Work required :: Although the data below holds other lines too, output only those from the line with "repository 938521e5875a1aa6" up to and including the line with "tracing_subscriber::fmt()", exactly as they appear.

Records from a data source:
|---|
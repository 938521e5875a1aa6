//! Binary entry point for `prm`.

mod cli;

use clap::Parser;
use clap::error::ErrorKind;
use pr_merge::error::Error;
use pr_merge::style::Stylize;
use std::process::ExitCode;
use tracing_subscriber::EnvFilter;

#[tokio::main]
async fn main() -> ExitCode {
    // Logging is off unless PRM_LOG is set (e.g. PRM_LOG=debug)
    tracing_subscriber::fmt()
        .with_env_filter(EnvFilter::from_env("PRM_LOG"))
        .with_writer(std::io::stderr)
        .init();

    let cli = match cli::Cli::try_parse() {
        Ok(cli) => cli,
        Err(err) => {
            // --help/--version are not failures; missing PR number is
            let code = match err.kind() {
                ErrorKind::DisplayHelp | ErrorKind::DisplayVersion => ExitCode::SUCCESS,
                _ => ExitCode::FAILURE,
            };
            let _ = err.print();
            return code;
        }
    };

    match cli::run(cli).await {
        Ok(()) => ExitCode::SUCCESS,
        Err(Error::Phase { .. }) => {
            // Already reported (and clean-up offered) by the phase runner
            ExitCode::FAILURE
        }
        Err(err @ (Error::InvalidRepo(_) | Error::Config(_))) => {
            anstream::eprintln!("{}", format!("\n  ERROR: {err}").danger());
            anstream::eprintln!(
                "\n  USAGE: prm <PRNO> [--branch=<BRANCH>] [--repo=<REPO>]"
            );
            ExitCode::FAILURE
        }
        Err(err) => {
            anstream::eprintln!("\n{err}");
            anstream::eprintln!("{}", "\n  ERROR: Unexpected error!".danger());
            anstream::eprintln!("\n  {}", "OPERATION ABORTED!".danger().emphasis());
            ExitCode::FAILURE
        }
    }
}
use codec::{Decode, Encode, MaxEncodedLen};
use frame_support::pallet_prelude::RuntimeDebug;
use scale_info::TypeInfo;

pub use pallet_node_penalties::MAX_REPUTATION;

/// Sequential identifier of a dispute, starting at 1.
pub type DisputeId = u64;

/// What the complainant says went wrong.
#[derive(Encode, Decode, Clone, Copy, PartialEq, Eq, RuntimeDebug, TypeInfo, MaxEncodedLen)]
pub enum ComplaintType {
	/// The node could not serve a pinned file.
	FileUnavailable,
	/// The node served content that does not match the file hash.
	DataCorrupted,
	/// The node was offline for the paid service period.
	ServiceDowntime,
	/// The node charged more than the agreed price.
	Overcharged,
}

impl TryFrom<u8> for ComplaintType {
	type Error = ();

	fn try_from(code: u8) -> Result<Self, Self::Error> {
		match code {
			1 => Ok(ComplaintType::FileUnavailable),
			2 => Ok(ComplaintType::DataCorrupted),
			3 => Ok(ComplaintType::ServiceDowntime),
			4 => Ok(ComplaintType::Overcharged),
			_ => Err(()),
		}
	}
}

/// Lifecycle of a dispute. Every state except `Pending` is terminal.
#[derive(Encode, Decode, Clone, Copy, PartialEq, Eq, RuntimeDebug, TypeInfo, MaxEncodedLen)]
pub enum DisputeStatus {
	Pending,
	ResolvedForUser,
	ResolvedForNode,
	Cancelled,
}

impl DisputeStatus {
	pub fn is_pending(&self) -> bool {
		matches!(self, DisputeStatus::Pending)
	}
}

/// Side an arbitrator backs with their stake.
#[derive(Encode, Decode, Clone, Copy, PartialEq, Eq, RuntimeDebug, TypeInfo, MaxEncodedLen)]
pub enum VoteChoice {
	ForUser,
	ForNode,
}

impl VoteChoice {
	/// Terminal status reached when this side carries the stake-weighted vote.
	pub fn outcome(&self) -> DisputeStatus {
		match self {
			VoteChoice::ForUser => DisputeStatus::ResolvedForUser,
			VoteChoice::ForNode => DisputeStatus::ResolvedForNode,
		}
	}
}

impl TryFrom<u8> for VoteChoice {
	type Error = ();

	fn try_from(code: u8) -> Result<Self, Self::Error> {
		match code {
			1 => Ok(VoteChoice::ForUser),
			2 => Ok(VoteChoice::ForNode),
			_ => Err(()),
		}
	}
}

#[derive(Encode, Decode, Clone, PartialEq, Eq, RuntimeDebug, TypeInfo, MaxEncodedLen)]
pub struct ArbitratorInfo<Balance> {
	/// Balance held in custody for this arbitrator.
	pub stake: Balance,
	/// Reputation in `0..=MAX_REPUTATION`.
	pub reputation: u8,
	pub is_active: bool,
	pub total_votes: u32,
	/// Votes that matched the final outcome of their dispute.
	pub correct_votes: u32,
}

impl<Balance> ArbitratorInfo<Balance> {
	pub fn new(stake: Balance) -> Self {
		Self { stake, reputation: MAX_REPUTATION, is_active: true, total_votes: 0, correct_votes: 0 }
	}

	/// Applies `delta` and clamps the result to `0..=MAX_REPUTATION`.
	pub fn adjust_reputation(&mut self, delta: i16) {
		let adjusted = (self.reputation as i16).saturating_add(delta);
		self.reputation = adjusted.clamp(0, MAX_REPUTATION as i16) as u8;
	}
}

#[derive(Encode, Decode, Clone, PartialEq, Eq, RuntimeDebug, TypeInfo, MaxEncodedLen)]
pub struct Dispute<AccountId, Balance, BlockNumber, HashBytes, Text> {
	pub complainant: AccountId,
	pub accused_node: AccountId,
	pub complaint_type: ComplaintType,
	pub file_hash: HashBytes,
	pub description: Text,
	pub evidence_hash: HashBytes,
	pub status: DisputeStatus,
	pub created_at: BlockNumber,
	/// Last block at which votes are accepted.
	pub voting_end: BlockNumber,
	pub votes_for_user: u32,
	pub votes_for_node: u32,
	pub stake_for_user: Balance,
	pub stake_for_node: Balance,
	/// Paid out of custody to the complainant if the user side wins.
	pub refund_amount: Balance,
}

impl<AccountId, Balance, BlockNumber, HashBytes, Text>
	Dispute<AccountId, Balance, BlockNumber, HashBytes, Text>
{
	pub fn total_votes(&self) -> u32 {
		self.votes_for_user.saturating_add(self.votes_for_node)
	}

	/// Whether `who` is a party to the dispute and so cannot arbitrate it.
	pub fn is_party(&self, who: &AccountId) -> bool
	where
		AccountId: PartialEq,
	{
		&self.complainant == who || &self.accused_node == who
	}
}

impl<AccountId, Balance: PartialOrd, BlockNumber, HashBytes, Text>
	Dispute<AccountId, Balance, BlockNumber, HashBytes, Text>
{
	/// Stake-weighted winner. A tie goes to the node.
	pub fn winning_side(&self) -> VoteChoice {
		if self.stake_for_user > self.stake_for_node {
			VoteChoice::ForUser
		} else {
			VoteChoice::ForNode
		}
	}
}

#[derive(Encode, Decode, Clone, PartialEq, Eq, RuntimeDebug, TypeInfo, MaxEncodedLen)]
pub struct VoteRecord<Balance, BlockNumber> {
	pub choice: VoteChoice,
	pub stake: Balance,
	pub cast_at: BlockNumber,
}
|---|
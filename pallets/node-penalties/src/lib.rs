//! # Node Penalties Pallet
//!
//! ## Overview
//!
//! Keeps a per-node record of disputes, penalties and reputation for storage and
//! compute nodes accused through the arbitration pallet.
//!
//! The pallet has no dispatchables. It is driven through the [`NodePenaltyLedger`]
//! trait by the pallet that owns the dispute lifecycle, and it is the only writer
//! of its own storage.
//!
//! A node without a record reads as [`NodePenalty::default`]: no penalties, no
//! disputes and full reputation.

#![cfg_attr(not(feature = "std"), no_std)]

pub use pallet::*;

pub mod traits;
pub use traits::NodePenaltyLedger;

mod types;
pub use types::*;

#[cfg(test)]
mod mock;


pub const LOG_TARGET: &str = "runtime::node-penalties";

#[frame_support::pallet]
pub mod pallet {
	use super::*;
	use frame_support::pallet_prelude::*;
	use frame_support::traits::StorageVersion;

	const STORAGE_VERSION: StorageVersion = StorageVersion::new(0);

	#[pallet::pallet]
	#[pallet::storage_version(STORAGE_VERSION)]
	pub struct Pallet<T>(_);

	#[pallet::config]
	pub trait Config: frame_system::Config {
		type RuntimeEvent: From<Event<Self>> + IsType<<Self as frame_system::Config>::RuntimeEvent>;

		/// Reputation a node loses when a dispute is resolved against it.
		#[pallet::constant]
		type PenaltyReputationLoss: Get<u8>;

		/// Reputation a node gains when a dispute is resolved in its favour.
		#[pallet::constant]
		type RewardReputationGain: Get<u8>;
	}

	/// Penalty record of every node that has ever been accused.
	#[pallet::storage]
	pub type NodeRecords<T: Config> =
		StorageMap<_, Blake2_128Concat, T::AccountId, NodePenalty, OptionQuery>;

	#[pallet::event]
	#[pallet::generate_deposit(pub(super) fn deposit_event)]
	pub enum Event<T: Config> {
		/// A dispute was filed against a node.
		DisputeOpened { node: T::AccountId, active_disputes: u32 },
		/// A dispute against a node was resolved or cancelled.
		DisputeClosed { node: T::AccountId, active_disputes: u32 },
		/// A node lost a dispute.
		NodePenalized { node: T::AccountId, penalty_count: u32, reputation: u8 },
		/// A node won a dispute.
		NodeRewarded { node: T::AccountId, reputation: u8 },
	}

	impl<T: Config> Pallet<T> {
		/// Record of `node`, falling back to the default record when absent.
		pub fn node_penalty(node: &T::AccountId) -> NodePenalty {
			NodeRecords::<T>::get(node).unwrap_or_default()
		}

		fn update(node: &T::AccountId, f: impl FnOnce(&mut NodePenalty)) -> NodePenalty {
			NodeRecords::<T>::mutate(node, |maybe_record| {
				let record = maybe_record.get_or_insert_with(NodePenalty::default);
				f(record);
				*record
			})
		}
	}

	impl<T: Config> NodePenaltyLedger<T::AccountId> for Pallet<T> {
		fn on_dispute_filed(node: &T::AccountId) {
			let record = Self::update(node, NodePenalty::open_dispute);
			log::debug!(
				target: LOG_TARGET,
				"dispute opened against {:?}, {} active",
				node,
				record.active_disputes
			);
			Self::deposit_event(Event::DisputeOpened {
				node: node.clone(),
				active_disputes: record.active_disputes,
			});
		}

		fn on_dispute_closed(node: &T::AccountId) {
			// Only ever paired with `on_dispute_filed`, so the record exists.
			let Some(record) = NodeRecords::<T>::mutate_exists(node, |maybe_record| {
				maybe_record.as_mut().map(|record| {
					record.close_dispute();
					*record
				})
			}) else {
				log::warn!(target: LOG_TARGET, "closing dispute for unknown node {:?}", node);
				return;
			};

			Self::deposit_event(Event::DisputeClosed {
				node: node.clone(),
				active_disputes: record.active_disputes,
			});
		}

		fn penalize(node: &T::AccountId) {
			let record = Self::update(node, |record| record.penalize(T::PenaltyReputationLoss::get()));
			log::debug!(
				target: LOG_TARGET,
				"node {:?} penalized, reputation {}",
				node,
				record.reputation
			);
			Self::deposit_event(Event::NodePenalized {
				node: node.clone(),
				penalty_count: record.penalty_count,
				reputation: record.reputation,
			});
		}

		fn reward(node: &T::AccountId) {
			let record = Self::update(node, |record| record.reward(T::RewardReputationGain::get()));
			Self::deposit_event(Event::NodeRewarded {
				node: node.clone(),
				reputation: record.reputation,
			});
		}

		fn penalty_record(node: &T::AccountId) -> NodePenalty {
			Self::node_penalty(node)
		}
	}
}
|---|
Task response ::
repository 938521e5875a1aa6
//! Binary entry point for `prm`.

mod cli;

use clap::Parser;
use clap::error::ErrorKind;
use pr_merge::error::Error;
use pr_merge::style::Stylize;
use std::process::ExitCode;
use tracing_subscriber::EnvFilter;

#[tokio::main]
async fn main() -> ExitCode {
    // Logging is off unless PRM_LOG is set (e.g. PRM_LOG=debug)
    tracing_subscriber::fmt()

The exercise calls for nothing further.